Quinze peintures sur toile d'Enki Bilal, célèbre auteur de bande dessinée qui s'est imposé bien au-delà du 9e Art, ont été vendues pour un total de 1,45 million d'euros (1,9 millions $) lundi chez Artcurial à Paris, a annoncé mardi la maison d'enchères.

AGENCE FRANCE-PRESSE

Présentées cet été à New York, Pékin puis Berlin, exposées tout récemment chez Artcurial, les toiles de cette nouvelle série intitulée Oxymore mariaient tous les thèmes chers à cet artiste depuis près de quarante ans.

Ces oeuvres de grand format, réalisées cette année, étaient estimées de 30 000 à 100 000 euros.

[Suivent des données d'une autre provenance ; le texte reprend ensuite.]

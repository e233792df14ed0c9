//! Header indexing: scan the document's physical lines for `[table]` and
//! `[[array.of.tables]]` headers and compute each section's owned span.

use crate::path::PathSegment;
use crate::scan::{find_unquoted, split_path_tokens, unquote_key};
use std::collections::HashMap;

/// What kind of section a [`Header`] describes.
#[derive(Debug, Clone, Copy, PartialEq, Eq)]
pub enum HeaderKind {
    /// Synthetic section covering everything before the first real header.
    Root,
    /// `[a.b]`
    Table,
    /// One `[[a.b]]` occurrence, numbered 0-based in document order.
    ArrayEntry,
}

/// A section found in the document, with its owned content span.
///
/// `content_start..content_end` excludes the header line itself. For real
/// headers the span is trimmed backward past trailing blank/comment-only
/// lines; those belong to whatever section follows.
#[derive(Debug, Clone, PartialEq, Eq)]
pub struct Header {
    pub kind: HeaderKind,
    pub path: Vec<String>,
    /// Occurrence number for `ArrayEntry` headers.
    pub occurrence: Option<usize>,
    /// Physical line of the header; `None` for the root.
    pub line: Option<usize>,
    pub content_start: usize,
    /// Exclusive.
    pub content_end: usize,
}

impl Header {
    /// Identity segments prepended to line-local key segments when
    /// matching full paths. The root contributes nothing; an array entry
    /// carries its occurrence index on the final segment.
    pub fn identity_segments(&self) -> Vec<PathSegment> {
        match self.kind {
            HeaderKind::Root => Vec::new(),
            HeaderKind::Table => self
                .path
                .iter()
                .map(|name| PathSegment::named(name.as_str()))
                .collect(),
            HeaderKind::ArrayEntry => {
                let (last, init) = self.path.split_last().expect("array header has a path");
                let mut segments: Vec<PathSegment> = init
                    .iter()
                    .map(|name| PathSegment::named(name.as_str()))
                    .collect();
                segments.push(PathSegment::indexed(
                    last.as_str(),
                    self.occurrence.unwrap_or(0),
                ));
                segments
            }
        }
    }
}

/// True for lines that are blank or comment-only.
pub fn is_blank_or_comment(line: &str) -> bool {
    let trimmed = line.trim();
    trimmed.is_empty() || trimmed.starts_with('#')
}

/// Parse a header line into `(is_array, path names)`.
///
/// A line that does not form a complete header is content, not an error;
/// malformed documents were already rejected by whole-document
/// validation. The closing bracket is located with the
/// quote-aware scanner so a quoted `]` inside a key does not end the
/// header, and a trailing inline comment is allowed.
fn parse_header_line(line: &str) -> Option<(bool, Vec<String>)> {
    let trimmed = line.trim();
    if !trimmed.starts_with('[') {
        return None;
    }
    let is_array = trimmed.starts_with("[[");
    let rest = &trimmed[if is_array { 2 } else { 1 }..];

    let close = find_unquoted(rest, ']')?;
    let mut tail = &rest[close + 1..];
    if is_array {
        tail = tail.strip_prefix(']')?;
    }
    let tail = tail.trim_start();
    if !tail.is_empty() && !tail.starts_with('#') {
        return None;
    }

    let path = split_path_tokens(rest[..close].trim())
        .iter()
        .map(|token| unquote_key(token))
        .collect();
    Some((is_array, path))
}

/// Scan physical lines and produce the ordered header list, root first.
///
/// Array-of-table headers sharing a dotted path receive strictly
/// increasing occurrence indices in document order.
pub fn index_headers(lines: &[String]) -> Vec<Header> {
    let mut headers = vec![Header {
        kind: HeaderKind::Root,
        path: Vec::new(),
        occurrence: None,
        line: None,
        content_start: 0,
        content_end: 0,
    }];
    let mut array_counters: HashMap<Vec<String>, usize> = HashMap::new();

    for (i, line) in lines.iter().enumerate() {
        let Some((is_array, path)) = parse_header_line(line) else {
            continue;
        };
        let occurrence = if is_array {
            let counter = array_counters.entry(path.clone()).or_insert(0);
            let index = *counter;
            *counter += 1;
            Some(index)
        } else {
            None
        };
        headers.push(Header {
            kind: if is_array {
                HeaderKind::ArrayEntry
            } else {
                HeaderKind::Table
            },
            path,
            occurrence,
            line: Some(i),
            content_start: i + 1,
            content_end: i + 1,
        });
    }

    for idx in 0..headers.len() {
        let next_start = match headers.get(idx + 1) {
            Some(next) => next.line.unwrap_or(lines.len()),
            None => lines.len(),
        };
        let header = &mut headers[idx];
        let mut end = next_start;
        if header.kind != HeaderKind::Root {
            while end > header.content_start && is_blank_or_comment(&lines[end - 1]) {
                end -= 1;
            }
        }
        header.content_end = end;
    }

    headers
}
//! The in-memory document and the driver that applies patch batches.

use crate::errors::PatchError;
use crate::ops::{
    apply_delete_key, apply_delete_section, apply_set, replace_top_comment, DeleteKeyPatch,
    DeleteSectionPatch, SetPatch,
};
use crate::validator::validate_document;

/// One invocation's worth of requested edits, applied in fixed group
/// order: top comment, then sets, then key deletions, then section
/// deletions.
#[derive(Debug, Clone, Default)]
pub struct PatchBatch {
    pub top_comment: Option<String>,
    pub sets: Vec<SetPatch>,
    pub delete_keys: Vec<DeleteKeyPatch>,
    pub delete_sections: Vec<DeleteSectionPatch>,
}

impl PatchBatch {
    pub fn is_empty(&self) -> bool {
        self.top_comment.is_none()
            && self.sets.is_empty()
            && self.delete_keys.is_empty()
            && self.delete_sections.is_empty()
    }
}

/// A TOML document held as physical lines, each keeping its own
/// terminator so untouched lines round-trip byte for byte.
#[derive(Debug, Clone, PartialEq, Eq)]
pub struct TomlDocument {
    lines: Vec<String>,
}

impl TomlDocument {
    /// Validate `text` with the delegated parser and take it over as
    /// lines.
    pub fn parse(text: &str) -> Result<Self, PatchError> {
        validate_document(text)?;
        Ok(Self {
            lines: text.split_inclusive('\n').map(str::to_string).collect(),
        })
    }

    pub fn lines(&self) -> &[String] {
        &self.lines
    }

    pub fn to_text(&self) -> String {
        self.lines.concat()
    }

    /// Apply a whole batch. Every operation re-resolves its path against
    /// the lines produced by the previous one; the first failure aborts
    /// and leaves the document unchanged.
    pub fn apply(&mut self, batch: &PatchBatch) -> Result<(), PatchError> {
        let mut lines = self.lines.clone();

        if let Some(text) = &batch.top_comment {
            lines = replace_top_comment(&lines, text);
        }
        for patch in &batch.sets {
            lines = apply_set(&lines, patch)?;
        }
        for patch in &batch.delete_keys {
            lines = apply_delete_key(&lines, patch)?;
        }
        for patch in &batch.delete_sections {
            lines = apply_delete_section(&lines, patch)?;
        }

        self.lines = lines;
        Ok(())
    }
}
// Debris Threat Generator - Synthetic debris population around a mission
// Band placement, circular-orbit kinematics, heuristic risk scoring and stats

use chrono::{DateTime, Utc};
use rand::Rng;
use serde::{Deserialize, Serialize};
use std::f64::consts::PI;
use std::time::Duration;
use tracing::debug;

use crate::physics_engine::{Vector3D, EARTH_RADIUS_KM, MU_EARTH_SIMPLIFIED_KM3_S2};

/// Threats produced per query
pub const DEFAULT_BATCH_SIZE: usize = 8;

/// Danger level at or above which a threat counts as high risk
pub const HIGH_RISK_DANGER_LEVEL: u8 = 7;

/// Upper bound of the heuristic collision probability
pub const MAX_COLLISION_PROBABILITY: f64 = 0.8;

/// First catalog number handed out within a batch
const CATALOG_BASE: usize = 10000;

// Attribute ranges [min, max)
const SIZE_RANGE_M: (f64, f64) = (0.5, 5.5);
const MASS_RANGE_KG: (f64, f64) = (100.0, 1100.0);
const CLOSEST_DISTANCE_RANGE_KM: (f64, f64) = (1.0, 51.0);
const MAX_TIME_TO_CLOSEST_MS: f64 = 2.0 * 3600.0 * 1000.0;

// =============================================================================
// DEBRIS RECORDS
// =============================================================================

#[derive(Debug, Clone, PartialEq, Serialize, Deserialize)]
pub struct DebrisThreat {
    pub id: String,
    #[serde(rename = "norad_id")]
    pub catalog_id: String,
    pub name: String,
    pub position: Vector3D, // km
    pub velocity: Vector3D, // km/s
    #[serde(rename = "size")]
    pub size_meters: f64,
    #[serde(rename = "mass")]
    pub mass_kg: f64,
    /// Heuristic severity, 1-10
    pub danger_level: u8,
    #[serde(rename = "time_to_closest", with = "duration_millis")]
    pub time_to_closest_approach: Duration,
    #[serde(rename = "closest_distance")]
    pub closest_distance_km: f64,
    /// Heuristic score in [0, 0.8], not a physical probability
    pub collision_probability: f64,
    pub detected_at: DateTime<Utc>,
}

impl DebrisThreat {
    pub fn is_high_risk(&self, threshold: u8) -> bool {
        self.danger_level >= threshold
    }
}

#[derive(Debug, Clone, PartialEq, Default, Serialize, Deserialize)]
pub struct DebrisStats {
    pub total_threats: usize,
    pub high_risk_count: usize,
    #[serde(rename = "collision_probability_avg")]
    pub average_collision_probability: f64,
    #[serde(rename = "avg_danger_level")]
    pub average_danger_level: f64,
}

impl DebrisStats {
    pub fn high_risk_fraction(&self) -> f64 {
        if self.total_threats == 0 {
            0.0
        } else {
            self.high_risk_count as f64 / self.total_threats as f64
        }
    }
}

// =============================================================================
// GENERATOR SETTINGS
// =============================================================================

#[derive(Debug, Clone, Copy, PartialEq, Serialize, Deserialize)]
pub struct DebrisSettings {
    pub batch_size: usize,
    pub high_risk_threshold: u8,
    pub min_altitude_km: f64,
    pub max_altitude_km: f64,
    /// Half-width of the cross-track position offset (km)
    pub cross_track_spread_km: f64,
    /// Half-width of the cross-track velocity perturbation (km/s)
    pub cross_track_velocity_spread_km_s: f64,
    pub max_collision_probability: f64,
}

impl Default for DebrisSettings {
    fn default() -> Self {
        Self {
            batch_size: DEFAULT_BATCH_SIZE,
            high_risk_threshold: HIGH_RISK_DANGER_LEVEL,
            min_altitude_km: 400.0,
            max_altitude_km: 1000.0,
            cross_track_spread_km: 100.0,
            cross_track_velocity_spread_km_s: 0.25,
            max_collision_probability: MAX_COLLISION_PROBABILITY,
        }
    }
}

impl DebrisSettings {
    /// Generate a fresh batch of threats for `mission_id`.
    ///
    /// Threats sit evenly spaced by angle on a circular band in the x-z plane,
    /// y being the cross-track axis. Each call is an independent sample; ids are
    /// unique within the batch only.
    pub fn generate<R: Rng + ?Sized>(
        &self,
        mission_id: &str,
        detected_at: DateTime<Utc>,
        rng: &mut R,
    ) -> Vec<DebrisThreat> {
        let count = self.batch_size;
        let mut threats = Vec::with_capacity(count);

        for i in 0..count {
            // Placement
            let altitude = self.min_altitude_km
                + rng.gen::<f64>() * (self.max_altitude_km - self.min_altitude_km);
            let angle = (i as f64 / count as f64) * 2.0 * PI;
            let radius = EARTH_RADIUS_KM + altitude;
            let position = Vector3D::new(
                angle.cos() * radius,
                (rng.gen::<f64>() - 0.5) * 2.0 * self.cross_track_spread_km,
                angle.sin() * radius,
            );

            // Kinematics: circular speed along the band tangent
            let orbital_speed = (MU_EARTH_SIMPLIFIED_KM3_S2 / radius).sqrt();
            let velocity = Vector3D::new(
                -angle.sin() * orbital_speed,
                (rng.gen::<f64>() - 0.5) * 2.0 * self.cross_track_velocity_spread_km_s,
                angle.cos() * orbital_speed,
            );

            // Scoring
            let danger_level: u8 = rng.gen_range(1..=10);
            let collision_probability = f64::from(danger_level) / 10.0
                * rng.gen::<f64>()
                * self.max_collision_probability;
            let time_to_closest_approach =
                Duration::from_millis((rng.gen::<f64>() * MAX_TIME_TO_CLOSEST_MS) as u64);
            let closest_distance_km = uniform(rng, CLOSEST_DISTANCE_RANGE_KM);

            threats.push(DebrisThreat {
                id: format!("{}_debris_{}", mission_id, i),
                catalog_id: format!("NORAD-{}", CATALOG_BASE + i),
                name: format!("Debris {}", i + 1),
                position,
                velocity,
                size_meters: uniform(rng, SIZE_RANGE_M),
                mass_kg: uniform(rng, MASS_RANGE_KG),
                danger_level,
                time_to_closest_approach,
                closest_distance_km,
                collision_probability,
                detected_at,
            });
        }

        debug!(mission_id = %mission_id, count = threats.len(), "Generated debris threats");
        threats
    }

    /// Fold a threat set into summary statistics using this high-risk threshold
    pub fn compute_stats(&self, threats: &[DebrisThreat]) -> DebrisStats {
        if threats.is_empty() {
            return DebrisStats::default();
        }

        let (high_risk_count, probability_sum, danger_sum) =
            threats
                .iter()
                .fold((0usize, 0.0f64, 0u64), |(high, prob, danger), threat| {
                    (
                        high + usize::from(threat.is_high_risk(self.high_risk_threshold)),
                        prob + threat.collision_probability,
                        danger + u64::from(threat.danger_level),
                    )
                });

        let total = threats.len();
        DebrisStats {
            total_threats: total,
            high_risk_count,
            average_collision_probability: probability_sum / total as f64,
            average_danger_level: danger_sum as f64 / total as f64,
        }
    }
}

fn uniform<R: Rng + ?Sized>(rng: &mut R, (min, max): (f64, f64)) -> f64 {
    min + rng.gen::<f64>() * (max - min)
}

/// Generate threats with the default settings
pub fn generate_threats<R: Rng + ?Sized>(
    mission_id: &str,
    detected_at: DateTime<Utc>,
    rng: &mut R,
) -> Vec<DebrisThreat> {
    DebrisSettings::default().generate(mission_id, detected_at, rng)
}

/// Summary statistics with the default high-risk threshold (danger level 7)
pub fn compute_stats(threats: &[DebrisThreat]) -> DebrisStats {
    DebrisSettings::default().compute_stats(threats)
}

/// Serializes a `Duration` as integer milliseconds
mod duration_millis {
    use serde::{Deserialize, Deserializer, Serializer};
    use std::time::Duration;

    pub fn serialize<S: Serializer>(duration: &Duration, serializer: S) -> Result<S::Ok, S::Error> {
        serializer.serialize_u64(duration.as_millis() as u64)
    }

    pub fn deserialize<'de, D: Deserializer<'de>>(deserializer: D) -> Result<Duration, D::Error> {
        u64::deserialize(deserializer).map(Duration::from_millis)
    }
}

// =============================================================================
// TESTS
// =============================================================================
// OrbitCore - Satellite orbit state, maneuver and debris threat models
// Library entry point for the mission service layer

pub mod config;
pub mod debris;
pub mod maneuver;
pub mod orbit;
pub mod physics_engine;
pub mod state_manager;

pub use config::{ConfigError, CoreConfig};
pub use debris::{compute_stats, generate_threats, DebrisSettings, DebrisStats, DebrisThreat};
pub use maneuver::{
    execute_maneuver, Maneuver, ManeuverError, ManeuverLimits, ManeuverModel, ManeuverResult,
};
pub use orbit::{
    compute_altitude, derive_classical_elements, derive_elements, get_current_orbit,
    ElementDerivation, OrbitElements, OrbitState,
};
pub use physics_engine::Vector3D;
pub use state_manager::{FlightDynamics, FuelLedger, SharedFuelLedger};
// Maneuver Engine - Impulsive thrust application
// Delta-v, fuel cost and the resulting orbit state for a commanded burn

use chrono::{DateTime, Utc};
use serde::{Deserialize, Serialize};
use thiserror::Error;
use tracing::{debug, warn};

use crate::orbit::{compute_altitude, derive_elements, OrbitElements, OrbitState};
use crate::physics_engine::Vector3D;

// =============================================================================
// MANEUVER MODEL CONSTANTS
// =============================================================================

/// Fixed reference spacecraft mass (kg)
pub const REFERENCE_MASS_KG: f64 = 1000.0;

/// Factor applied to the burn duration before integrating acceleration.
/// Kept at 1/1000 so results stay numerically identical to the existing service.
pub const DURATION_SCALE: f64 = 1.0 / 1000.0;

/// Fuel consumed per newton-second of thrust (kg/(N·s))
pub const FUEL_CONSUMPTION_RATE: f64 = 0.01;

/// Nominal fuel pool each maneuver is measured against (kg)
pub const FUEL_BASELINE_KG: f64 = 100.0;

// =============================================================================
// ERRORS
// =============================================================================

#[derive(Debug, Error, PartialEq)]
pub enum ManeuverError {
    #[error("invalid maneuver input: {0}")]
    InvalidInput(String),
    #[error("delta-v of {requested_ms:.3} m/s exceeds the {limit_ms:.3} m/s limit")]
    ExcessiveDeltaV { requested_ms: f64, limit_ms: f64 },
    #[error("burn needs {required_kg:.3} kg of fuel but only {available_kg:.3} kg remain")]
    InsufficientFuel { required_kg: f64, available_kg: f64 },
    #[error("no fuel record for satellite '{0}'")]
    UnknownSatellite(String),
}

// =============================================================================
// MANEUVER REQUEST / RESULT
// =============================================================================

#[derive(Debug, Clone, PartialEq, Serialize, Deserialize)]
pub struct Maneuver {
    pub satellite_id: String,
    /// Thrust vector (N)
    pub thrust_vector: Vector3D,
    #[serde(rename = "duration")]
    pub duration_seconds: f64,
    #[serde(rename = "start_time")]
    pub requested_at: DateTime<Utc>,
}

impl Maneuver {
    pub fn new(
        satellite_id: impl Into<String>,
        thrust_vector: Vector3D,
        duration_seconds: f64,
        requested_at: DateTime<Utc>,
    ) -> Self {
        Self {
            satellite_id: satellite_id.into(),
            thrust_vector,
            duration_seconds,
            requested_at,
        }
    }

    /// Identifier reported back to the caller, keyed by request second
    pub fn maneuver_id(&self) -> String {
        format!("maneuver_{}", self.requested_at.timestamp())
    }

    /// Field checks for the calling layer. `ManeuverModel::execute` assumes
    /// input that already passed these.
    pub fn validate(&self) -> Result<(), ManeuverError> {
        if self.satellite_id.trim().is_empty() {
            return Err(ManeuverError::InvalidInput(
                "satellite_id must not be empty".to_string(),
            ));
        }
        if !self.thrust_vector.is_finite() {
            return Err(ManeuverError::InvalidInput(format!(
                "thrust vector has non-finite components: {:?}",
                self.thrust_vector
            )));
        }
        if !self.duration_seconds.is_finite() || self.duration_seconds < 0.0 {
            return Err(ManeuverError::InvalidInput(format!(
                "duration must be a finite, non-negative number of seconds (got {})",
                self.duration_seconds
            )));
        }
        Ok(())
    }
}

#[derive(Debug, Clone, PartialEq, Serialize, Deserialize)]
pub struct ManeuverResult {
    pub success: bool,
    pub maneuver_id: String,
    pub new_velocity: Vector3D, // km/s
    #[serde(rename = "new_altitude")]
    pub new_altitude_km: f64,
    #[serde(rename = "fuel_consumed")]
    pub fuel_consumed_kg: f64,
    #[serde(rename = "fuel_remaining")]
    pub fuel_remaining_kg: f64,
    /// Delta-v magnitude (m/s)
    #[serde(rename = "delta_v")]
    pub delta_v_ms: f64,
    #[serde(rename = "orbit_elements")]
    pub new_elements: OrbitElements,
}

impl ManeuverResult {
    /// Orbit state after the burn. Position is unchanged under the impulse model.
    pub fn resulting_state(&self, current: &OrbitState) -> OrbitState {
        OrbitState {
            position: current.position,
            velocity: self.new_velocity,
            elements: self.new_elements.clone(),
        }
    }
}

/// Opt-in failure modes for `ManeuverModel::execute_checked`
#[derive(Debug, Clone, Copy, PartialEq, Serialize, Deserialize)]
pub struct ManeuverLimits {
    pub max_delta_v_ms: Option<f64>,
    pub enforce_fuel_budget: bool,
}

impl Default for ManeuverLimits {
    fn default() -> Self {
        Self {
            max_delta_v_ms: None,
            enforce_fuel_budget: true,
        }
    }
}

// =============================================================================
// MANEUVER MODEL
// =============================================================================

#[derive(Debug, Clone, Copy, PartialEq, Serialize, Deserialize)]
pub struct ManeuverModel {
    pub reference_mass_kg: f64,
    pub duration_scale: f64,
    pub fuel_consumption_rate: f64,
    pub fuel_baseline_kg: f64,
}

impl Default for ManeuverModel {
    fn default() -> Self {
        Self {
            reference_mass_kg: REFERENCE_MASS_KG,
            duration_scale: DURATION_SCALE,
            fuel_consumption_rate: FUEL_CONSUMPTION_RATE,
            fuel_baseline_kg: FUEL_BASELINE_KG,
        }
    }
}

impl ManeuverModel {
    /// Δv = (F / m) * (t * duration_scale), in km/s
    pub fn delta_v(&self, thrust: &Vector3D, duration_seconds: f64) -> Vector3D {
        let acceleration = thrust.scale(1.0 / self.reference_mass_kg);
        acceleration.scale(duration_seconds * self.duration_scale)
    }

    pub fn fuel_consumption(&self, thrust_magnitude: f64, duration_seconds: f64) -> f64 {
        thrust_magnitude * duration_seconds * self.fuel_consumption_rate
    }

    /// Apply a burn to `current`. Every maneuver succeeds on this path and fuel
    /// is measured against the nominal baseline, so `fuel_remaining_kg` can go
    /// negative for long burns.
    pub fn execute(&self, maneuver: &Maneuver, current: &OrbitState) -> ManeuverResult {
        let fuel_consumed =
            self.fuel_consumption(maneuver.thrust_vector.magnitude(), maneuver.duration_seconds);
        let fuel_remaining = self.fuel_baseline_kg - fuel_consumed;

        if fuel_remaining < 0.0 {
            warn!(
                satellite_id = %maneuver.satellite_id,
                fuel_consumed_kg = fuel_consumed,
                baseline_kg = self.fuel_baseline_kg,
                "Burn exceeds nominal fuel baseline"
            );
        }

        self.build_result(maneuver, current, fuel_consumed, fuel_remaining)
    }

    /// Like `execute`, but rejects invalid input, oversized burns and burns the
    /// available fuel cannot cover.
    pub fn execute_checked(
        &self,
        maneuver: &Maneuver,
        current: &OrbitState,
        limits: &ManeuverLimits,
        available_fuel_kg: f64,
    ) -> Result<ManeuverResult, ManeuverError> {
        maneuver.validate()?;

        let delta_v_ms =
            self.delta_v(&maneuver.thrust_vector, maneuver.duration_seconds).magnitude() * 1000.0;
        if let Some(limit_ms) = limits.max_delta_v_ms {
            if delta_v_ms > limit_ms {
                warn!(
                    satellite_id = %maneuver.satellite_id,
                    delta_v_ms,
                    limit_ms,
                    "Maneuver rejected"
                );
                return Err(ManeuverError::ExcessiveDeltaV {
                    requested_ms: delta_v_ms,
                    limit_ms,
                });
            }
        }

        let fuel_consumed =
            self.fuel_consumption(maneuver.thrust_vector.magnitude(), maneuver.duration_seconds);
        if limits.enforce_fuel_budget && fuel_consumed > available_fuel_kg {
            warn!(
                satellite_id = %maneuver.satellite_id,
                required_kg = fuel_consumed,
                available_kg = available_fuel_kg,
                "Maneuver rejected"
            );
            return Err(ManeuverError::InsufficientFuel {
                required_kg: fuel_consumed,
                available_kg: available_fuel_kg,
            });
        }

        Ok(self.build_result(
            maneuver,
            current,
            fuel_consumed,
            available_fuel_kg - fuel_consumed,
        ))
    }

    fn build_result(
        &self,
        maneuver: &Maneuver,
        current: &OrbitState,
        fuel_consumed_kg: f64,
        fuel_remaining_kg: f64,
    ) -> ManeuverResult {
        let delta_v = self.delta_v(&maneuver.thrust_vector, maneuver.duration_seconds);
        let new_velocity = current.velocity.add(&delta_v);
        let new_elements = derive_elements(&current.position, &new_velocity, maneuver.requested_at);

        debug!(
            satellite_id = %maneuver.satellite_id,
            delta_v_km_s = delta_v.magnitude(),
            fuel_consumed_kg,
            semi_major_axis_km = new_elements.semi_major_axis,
            "Maneuver applied"
        );

        ManeuverResult {
            success: true,
            maneuver_id: maneuver.maneuver_id(),
            new_velocity,
            new_altitude_km: compute_altitude(&current.position),
            fuel_consumed_kg,
            fuel_remaining_kg,
            delta_v_ms: delta_v.magnitude() * 1000.0,
            new_elements,
        }
    }
}

/// Apply a maneuver with the default model constants
pub fn execute_maneuver(maneuver: &Maneuver, current: &OrbitState) -> ManeuverResult {
    ManeuverModel::default().execute(maneuver, current)
}

// =============================================================================
// TESTS
// =============================================================================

Bilal n'a réalisé au cours de sa carrière que deux séries d'oeuvres sur toile, dont la première d'une dizaine de tableaux intitulée Bleu sang en 1994. Il aura fallu plus de 17 ans pour que l'artiste revienne à ce support.

Cette nouvelle série de grands formats s'articule autour de ses thèmes de prédilection: la femme, la sensualité, le couple, l'animalité ou encore le chess-boxing, sport dont il est l'inventeur et qui allie la boxe... aux échecs.

Ainsi, La folle du Roi, estimée de 60 000 à 80 000 euros, a été emportée à 175 574 euros (frais compris), battant presque le record d'Enki Bilal, atteint en 2007 chez Artcurial avec Bleu sang, vendu 177 000 euros, et qui «reste l'oeuvre la plus chère d'un artiste de BD toujours vivant», précise la maison de vente.

La toile Chessboxer, estimée de 60 000 à 80 000 euros, a été enlevée à 151 574 euros. White Queen Black Queen a été vendue 138 900 euros (estimation 70 000 à 90 000 euros) et La cavalière 132 628 euros (estimation 45 000 à 65 000).

Fin de partie (60 000 à 80 000 euros) s'est vendue 113 681 euros et Humanimâle 109 915 euros (50 000 à 70 000 euros).